--- Work required ---
Could you filter the records below down to the lines that include the word "Logging"?

==== Dataset content

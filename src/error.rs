//! エラーハンドリング
//!
//! インクリメンタル検索セッション全体で使用されるエラー型を定義
//! 検索の不一致はエラーではなく、セッション状態として記録される

use thiserror::Error;

/// クレート全体のエラー型
#[derive(Error, Debug, Clone, PartialEq, Eq)]
pub enum IsearchError {
    /// セッション操作エラー
    #[error("Session operation failed: {0}")]
    Session(#[from] SessionError),

    /// 設定エラー
    #[error("Configuration error: {0}")]
    Config(#[from] ConfigError),

    /// ロガー初期化エラー
    #[error("Logging setup failed: {message}")]
    Logging { message: String },
}

/// セッション操作固有のエラー
#[derive(Error, Debug, Clone, Copy, PartialEq, Eq)]
pub enum SessionError {
    #[error("No incremental search session is active")]
    NotActive,

    #[error("Search history is empty")]
    HistoryEmpty,

    #[error("Text surface has been disposed")]
    SurfaceDisposed,
}

/// 設定固有のエラー
#[derive(Error, Debug, Clone, PartialEq, Eq)]
pub enum ConfigError {
    #[error("Configuration file not found: {path}")]
    NotFound { path: String },

    #[error("Cannot read {path}: {message}")]
    Io { path: String, message: String },

    #[error("Invalid configuration file {path}: {message}")]
    Parse { path: String, message: String },

    #[error("Invalid value for {key}: {value}")]
    InvalidValue { key: String, value: String },

    #[error("Path expansion failed: {message}")]
    Path { message: String },
}

/// エラーレベル分類
#[derive(Debug, Clone, Copy, PartialEq, Eq, PartialOrd, Ord)]
pub enum ErrorLevel {
    Info,
    Warning,
    Error,
}

impl IsearchError {
    /// エラーの重大度を返す
    ///
    /// 履歴の枯渇や非アクティブ時の操作はユーザー入力の範囲内の事象として扱う
    pub fn level(&self) -> ErrorLevel {
        match self {
            IsearchError::Session(SessionError::HistoryEmpty)
            | IsearchError::Session(SessionError::NotActive) => ErrorLevel::Info,
            IsearchError::Session(SessionError::SurfaceDisposed) => ErrorLevel::Warning,
            IsearchError::Config(_) | IsearchError::Logging { .. } => ErrorLevel::Error,
        }
    }

    /// セッション内で回復可能か
    pub fn is_recoverable(&self) -> bool {
        self.level() < ErrorLevel::Error
    }
}

/// クレート全体で使用するResult型
pub type Result<T> = std::result::Result<T, IsearchError>;

#[cfg(test)]
mod tests {
    use super::*;

    #[test]
    fn session_errors_are_recoverable() {
        let underflow: IsearchError = SessionError::HistoryEmpty.into();
        assert_eq!(underflow.level(), ErrorLevel::Info);
        assert!(underflow.is_recoverable());

        let disposed: IsearchError = SessionError::SurfaceDisposed.into();
        assert_eq!(disposed.level(), ErrorLevel::Warning);
        assert!(disposed.is_recoverable());
    }

    #[test]
    fn config_errors_are_not_recoverable() {
        let err: IsearchError = ConfigError::InvalidValue {
            key: "status_width".to_string(),
            value: "0".to_string(),
        }
        .into();
        assert_eq!(err.level(), ErrorLevel::Error);
        assert!(!err.is_recoverable());
        assert_eq!(
            err.to_string(),
            "Configuration error: Invalid value for status_width: 0"
        );
    }
}
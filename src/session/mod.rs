//! インクリメンタル検索セッション
//!
//! キー入力で検索パターンを組み立て、検索プロバイダーにマッチングを委譲し、
//! 操作ごとの状態スナップショットを履歴に積んで任意の時点まで巻き戻せるようにする。

pub mod event;
pub mod status;

use std::fmt;

use log::{debug, trace, warn};

use crate::config::SessionConfig;
use crate::error::{Result, SessionError};
use crate::host::{FocusOwner, HostCapabilities, SearchHost};
use crate::search::{SearchDirection, SearchStart, SearchState, Selection, SessionHistory};

pub use event::{
    EventDisposition, FollowUp, KeyInput, Modifiers, MouseAction, NavigationKey, SessionEvent,
};
pub use status::{StatusFields, StatusFormatter, StatusTemplates};

/// インクリメンタル検索セッション
///
/// 1つのテキスト面につき1つだけ存在し、ホストのUIスレッド上で同期的に操作される。
pub struct IncrementalSearch {
    /// 現在の検索パターン
    pattern: String,
    /// 最初の大文字のパターン内位置（以降は大文字小文字を区別）
    case_sensitive_from: Option<usize>,
    /// 最初に折り返した時点の履歴深さ
    wrap_mark: Option<usize>,
    /// 次の検索を再開する位置
    last_match: SearchStart,
    /// 直前の検索が成功したか
    found: bool,
    direction: SearchDirection,
    /// リスナーがホストに登録済みか
    installed: bool,
    history: SessionHistory,
    /// 前回セッションのパターン
    previous_pattern: String,
    /// セッション開始ごとに増える世代番号
    generation: u64,
    /// セッション自身が最後に適用した選択範囲
    echo_selection: Option<Selection>,
    capabilities: HostCapabilities,
    formatter: StatusFormatter,
    tab: String,
    status_width: Option<usize>,
    alert_on_failure: bool,
}
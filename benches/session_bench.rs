use altre_isearch::{IncrementalSearch, SearchDirection, TextBuffer};
use criterion::{black_box, criterion_group, criterion_main, Criterion};

fn sample_text() -> String {
    let mut text = "lorem ipsum dolor sit amet ".repeat(2000);
    text.push_str("needle in the haystack");
    text
}

fn benchmark_typing_pattern(c: &mut Criterion) {
    let text = sample_text();
    c.bench_function("isearch_type_pattern", |b| {
        b.iter(|| {
            let mut buffer = TextBuffer::new(&text);
            let mut session = IncrementalSearch::new();
            session.begin_session(&mut buffer).unwrap();
            for ch in black_box("needle").chars() {
                session.append_character(&mut buffer, ch).unwrap();
            }
            session.end_session(&mut buffer);
        });
    });
}

fn benchmark_repeat_search(c: &mut Criterion) {
    let text = sample_text();
    c.bench_function("isearch_repeat_forward", |b| {
        b.iter(|| {
            let mut buffer = TextBuffer::new(&text);
            let mut session = IncrementalSearch::new();
            session.begin_session(&mut buffer).unwrap();
            for ch in "dolor".chars() {
                session.append_character(&mut buffer, ch).unwrap();
            }
            for _ in 0..100 {
                session
                    .repeat_search(&mut buffer, black_box(SearchDirection::Forward))
                    .unwrap();
            }
        });
    });
}

criterion_group!(benches, benchmark_typing_pattern, benchmark_repeat_search);
criterion_main!(benches);
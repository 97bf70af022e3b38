//! ホスト側コラボレーター
//!
//! セッションはテキスト面・検索プロバイダー・ステータス行の3つを通じてだけ
//! ホストとやり取りする。

pub mod buffer;
#[cfg(feature = "terminal")]
pub mod terminal;

use crate::search::{SearchDirection, SearchStart, Selection};
use crate::session::FollowUp;

pub use buffer::{StatusRecord, TextBuffer};

/// フォーカスの所在
#[derive(Debug, Clone, Copy, PartialEq, Eq, Default)]
pub enum FocusOwner {
    /// 検索対象のテキスト面
    #[default]
    Surface,
    /// セッション自身のポップアップ
    SessionPopup,
    /// 無関係なコントロール
    Elsewhere,
}

/// 構築時に渡すホストの任意機能
#[derive(Debug, Clone, Copy, PartialEq, Eq)]
pub struct HostCapabilities {
    /// セッション開始時に `set_mark` を呼ぶ
    pub supports_mark: bool,
    /// 開始・終了をプロバイダーへ通知する
    pub session_hooks: bool,
    /// 範囲指定検索をサポートする（インクリメンタル検索では使用しない）
    pub supports_scoped_search: bool,
}

impl Default for HostCapabilities {
    fn default() -> Self {
        Self {
            supports_mark: true,
            session_hooks: false,
            supports_scoped_search: false,
        }
    }
}

/// キャレットと選択範囲を持つテキスト面
pub trait TextSurface {
    /// 破棄済みか
    fn is_disposed(&self) -> bool {
        false
    }

    /// キャレット位置（文字インデックス）
    fn caret_offset(&self) -> usize;

    /// 現在の選択範囲（符号付き）
    fn selection(&self) -> Selection;

    /// 選択範囲を設定
    ///
    /// 選択変更の通知は1回の操作ごとに最終的な選択範囲1件へまとめて送ること。
    /// まとめない場合でも、後方マッチの反転前の形はセッションが自身の変更として無視する。
    fn set_selection(&mut self, selection: Selection);

    /// 「ここまで選択」操作のためのマークを記録
    fn set_mark(&mut self, offset: usize) {
        let _ = offset;
    }

    /// 可聴・可視の警告
    fn alert(&mut self);

    /// キー・マウス・フォーカス・テキスト変更のリスナーを登録
    fn attach_listeners(&mut self) {}

    /// `attach_listeners` で登録したリスナーを解除
    fn detach_listeners(&mut self) {}

    /// 現在フォーカスを持っているもの
    fn focus_owner(&self) -> FocusOwner {
        FocusOwner::Surface
    }

    /// 次のイベントループ反復で `task` を実行するよう予約
    fn defer(&mut self, task: FollowUp);
}

/// テキスト検索プロバイダー
pub trait TextSearchProvider {
    /// 検索してマッチを選択範囲に設定する。マッチ開始位置を返し、なければ `None`
    fn find_and_select(
        &mut self,
        start: SearchStart,
        pattern: &str,
        direction: SearchDirection,
        case_sensitive: bool,
    ) -> Option<usize>;

    /// 検索セッション開始の通知
    fn begin_find_session(&mut self) {}

    /// 検索セッション終了の通知
    fn end_find_session(&mut self) {}
}

/// ステータス行
///
/// メッセージとエラーメッセージは排他的に表示される。
pub trait StatusLine {
    fn set_message(&mut self, text: &str);

    fn set_error_message(&mut self, text: &str);
}

/// セッションが必要とするホスト機能一式
pub trait SearchHost: TextSurface + TextSearchProvider + StatusLine {}

impl<T: TextSurface + TextSearchProvider + StatusLine> SearchHost for T {}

========

--- Your response ---
    #[error("Logging setup failed: {message}")]
    Logging { message: String },
            IsearchError::Config(_) | IsearchError::Logging { .. } => ErrorLevel::Error,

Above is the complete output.